Looking at the equity futures this morning it looks like we are in for more ‘paint drying’ trading–and honestly if that continues I am fine with that. Unfortunately it won’t continue – it will break hard in the next 10 days if the debt ceiling stalemate continues.
Interest rates are moving up a bit this morning – we are at 3.74% on the 10 year treasury. This means mortgage rates are moving higher once again. I saw a Zillow article yesterday that values in some of the most heated housing markets (i.e. Boise and Austin) have dropped sharply. It happens (drops) on a regular basis – prices are driven up and of course they are going to correct–most are not dropping like Boise, which is off near 20%, but they are not rising. If interest rates remain high and we finally have the long awaited recession we will see a housing bloodbath.
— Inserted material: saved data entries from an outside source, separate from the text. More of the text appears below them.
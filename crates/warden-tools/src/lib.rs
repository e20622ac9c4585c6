//! Shared helpers for the Warden operator tools

use tracing::Level;
use tracing_subscriber::FmtSubscriber;

/// Install a stderr log subscriber at the given level
pub fn init_logging(level: Level) -> anyhow::Result<()> {
    let subscriber = FmtSubscriber::builder()
        .with_max_level(level)
        .with_writer(std::io::stderr)
        .with_target(false)
        .finish();
    tracing::subscriber::set_global_default(subscriber)?;
    Ok(())
}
I see the Philly Fed non manufacturing index was just released at down 16–these smaller report while not market moving help to point to a FOMC rate pause in June–of course lots and lots of data yet to come in prior to the meeting (June 13-14).
I note that Fitch downgraded Allstate (ALL) yesterday and rated the new 7.375% preferred (ALL-J) at BB+, which is a notch below investment grade. Given the hammering that insurance company’s have have taken in their investments and very high claims experience in their property and casualty businesses this is not a real surprise. But we all know how this works in insurance – a bad year means rates are jacked up and never come down again which creates giant profits down the road.
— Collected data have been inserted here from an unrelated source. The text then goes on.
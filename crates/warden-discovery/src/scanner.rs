//! Discovery scanner that combines probing and attestation

use chrono::Utc;
use serde::{Deserialize, Serialize};
use std::net::Ipv4Addr;
use std::sync::Arc;
use std::time::Duration;
use tokio::sync::{broadcast, mpsc};
use tokio::task::JoinHandle;
use tracing::{debug, error, info, trace, warn};
use warden_attest::{AttestError, AttestationClient, AttestationConfig};
use warden_core::device::DEVICE_HTTP_PORT;
use warden_core::{AddressList, DiscoveryDetails, DiscoveryReport, RangeError, ScanOutcome};

use crate::pool::{for_each_limit, map_limit};
use crate::probe::{probe_device, ProbeResult, DEFAULT_PROBE_TIMEOUT};

/// Diagnostics kept for a lagging stream consumer before the oldest are dropped
const DIAGNOSTIC_CAPACITY: usize = 256;

/// Scanner configuration
#[derive(Debug, Clone, Serialize, Deserialize)]
pub struct ScannerConfig {
    /// Maximum number of addresses probed at once
    pub max_concurrency: usize,
    /// Timeout for each HTTP request in milliseconds
    pub request_timeout_ms: u64,
    /// Port devices serve `/info` and `/onboard` on
    pub device_port: u16,
    /// Attestation authority URL used by secure scans
    pub authority_url: Option<String>,
}

impl Default for ScannerConfig {
    fn default() -> Self {
        Self {
            max_concurrency: 10,
            request_timeout_ms: DEFAULT_PROBE_TIMEOUT.as_millis() as u64,
            device_port: DEVICE_HTTP_PORT,
            authority_url: None,
        }
    }
}

impl ScannerConfig {
    pub fn request_timeout(&self) -> Duration {
        Duration::from_millis(self.request_timeout_ms)
    }

    fn attestation(&self) -> AttestationConfig {
        AttestationConfig {
            authority_url: self.authority_url.clone(),
            device_port: self.device_port,
            timeout: self.request_timeout(),
        }
    }
}

/// Incremental results of a streaming scan
///
/// `discoveries` is bounded: workers wait for room, so it must be drained.
/// Dropping it lets the scan finish without reporting. `diagnostics` never
/// holds workers up; a slow reader loses the oldest messages.
pub struct DiscoveryStream {
    pub discoveries: mpsc::Receiver<ScanOutcome>,
    pub diagnostics: broadcast::Receiver<String>,
    /// Resolves to the number of scanned addresses
    pub handle: JoinHandle<usize>,
}

/// Parameters shared by every worker of one scan
struct ScanContext {
    expected: Option<String>,
    secure: bool,
    port: u16,
    timeout: Duration,
    attestation: AttestationConfig,
    diagnostics: Option<broadcast::Sender<String>>,
}

impl ScanContext {
    fn diagnose(&self, message: String) {
        if let Some(tx) = &self.diagnostics {
            // No subscribers is fine
            let _ = tx.send(message);
        }
    }

    async fn scan_address(&self, address: Ipv4Addr) -> ScanOutcome {
        let descriptor =
            match probe_device(address, self.expected.as_deref(), self.port, self.timeout).await {
                ProbeResult::Matched(descriptor) => descriptor,
                ProbeResult::Mismatched(descriptor) => {
                    debug!(
                        ip = %address,
                        application = %descriptor.application,
                        "Device does not match expected application type"
                    );
                    self.diagnose(format!(
                        "Device {} does not match expected application type: {}",
                        address, descriptor.application
                    ));
                    return ScanOutcome::unmatched(address);
                }
                ProbeResult::Failed(e) => {
                    if e.is_unreachable() {
                        trace!(ip = %address, error = %e, "No device answered");
                    } else {
                        debug!(ip = %address, error = %e, "Probe failed");
                    }
                    self.diagnose(e.to_string());
                    return ScanOutcome::unmatched(address);
                }
            };

        let outcome = ScanOutcome::matched(address, descriptor);
        if !self.secure {
            info!(ip = %address, descriptor = ?outcome.descriptor, "Discovered device");
            return outcome;
        }

        match self.attest(address).await {
            Ok(true) => {
                info!(ip = %address, descriptor = ?outcome.descriptor, "Discovered trusted device");
                outcome
            }
            Ok(false) => {
                info!(ip = %address, "Device is not trusted");
                self.diagnose(format!("Device {} is not trusted", address));
                outcome.untrusted()
            }
            Err(e) => {
                warn!(ip = %address, error = %e, "Error verifying device");
                self.diagnose(format!("Error verifying device {}: {}", address, e));
                outcome.untrusted()
            }
        }
    }

    async fn attest(&self, address: Ipv4Addr) -> Result<bool, AttestError> {
        AttestationClient::new(self.attestation.clone())?
            .verify_device(address)
            .await
    }
}

/// Discovery scanner service
pub struct DiscoveryScanner {
    config: ScannerConfig,
}

impl DiscoveryScanner {
    /// Create a new scanner with the given configuration
    pub fn new(config: ScannerConfig) -> Self {
        if config.authority_url.is_none() {
            debug!("No attestation authority configured, secure scans will report no devices");
        }
        Self { config }
    }

    pub fn config(&self) -> &ScannerConfig {
        &self.config
    }

    fn context(
        &self,
        expected: Option<&str>,
        secure: bool,
        diagnostics: Option<broadcast::Sender<String>>,
    ) -> Arc<ScanContext> {
        Arc::new(ScanContext {
            expected: expected.map(str::to_string),
            secure,
            port: self.config.device_port,
            timeout: self.config.request_timeout(),
            attestation: self.config.attestation(),
            diagnostics,
        })
    }

    /// Scan every address and return one outcome per address, in input order
    pub async fn scan(
        &self,
        addresses: &AddressList,
        expected: Option<&str>,
        secure: bool,
    ) -> Vec<ScanOutcome> {
        let ctx = self.context(expected, secure, None);
        let slots = map_limit(
            addresses.as_slice().to_vec(),
            self.config.max_concurrency,
            move |address| {
                let ctx = ctx.clone();
                async move { ctx.scan_address(address).await }
            },
        )
        .await;

        // A cancelled probe counts as an address nothing answered on
        slots
            .into_iter()
            .zip(addresses.iter())
            .map(|(slot, &address)| slot.unwrap_or_else(|| ScanOutcome::unmatched(address)))
            .collect()
    }

    /// Run the discovery requested by the host
    ///
    /// Only an invalid address range fails; every per-device problem is
    /// absorbed into the report.
    pub async fn discover(
        &self,
        details: &DiscoveryDetails,
    ) -> Result<DiscoveryReport, RangeError> {
        info!(
            start = %details.ip_start,
            end = %details.ip_end,
            application = %details.application_type,
            secure = details.secure,
            "Discovery requested"
        );

        let range = details.address_range().inspect_err(|e| {
            error!(error = %e, "Invalid discovery address range");
        })?;

        let started_at = Utc::now();
        let outcomes = self
            .scan(&range.expand(), Some(details.application_type.as_str()), details.secure)
            .await;
        let report = DiscoveryReport::from_outcomes(outcomes, started_at);

        info!(
            scanned = report.scanned,
            found = report.devices.len(),
            "Discovered devices: {}",
            report.summary()
        );
        Ok(report)
    }

    /// Scan in the background, reporting devices and diagnostics as they occur
    ///
    /// Devices arrive in completion order, not address order. Must be called
    /// within a Tokio runtime.
    pub fn stream(
        &self,
        addresses: AddressList,
        expected: Option<&str>,
        secure: bool,
    ) -> DiscoveryStream {
        let limit = self.config.max_concurrency.max(1);
        let (device_tx, discoveries) = mpsc::channel(limit);
        let (diagnostic_tx, diagnostics) = broadcast::channel(DIAGNOSTIC_CAPACITY);
        let ctx = self.context(expected, secure, Some(diagnostic_tx));

        let handle = tokio::spawn(async move {
            let count = addresses.len();
            for_each_limit(addresses.into_vec(), limit, move |address| {
                let ctx = ctx.clone();
                let device_tx = device_tx.clone();
                async move {
                    let outcome = ctx.scan_address(address).await;
                    if outcome.is_discovered() && device_tx.send(outcome).await.is_err() {
                        trace!(ip = %address, "Discovery receiver dropped");
                    }
                }
            })
            .await;
            debug!(scanned = count, "Streaming scan complete");
            count
        });

        DiscoveryStream {
            discoveries,
            diagnostics,
            handle,
        }
    }
}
Banking preferreds were strong yesterday – we are near a point when one is going to have to buy if they want ‘bargains’–but there is risk obviously. I’ll be looking and nibbling this week. I hold no full positions in any banking issue–not even ½ positions. I own numerous issues in small quantities so will just nibble some more adding to the issues I own. If you want to lock down 8% current yields you have to expose yourself to risk – there is no way to get around it.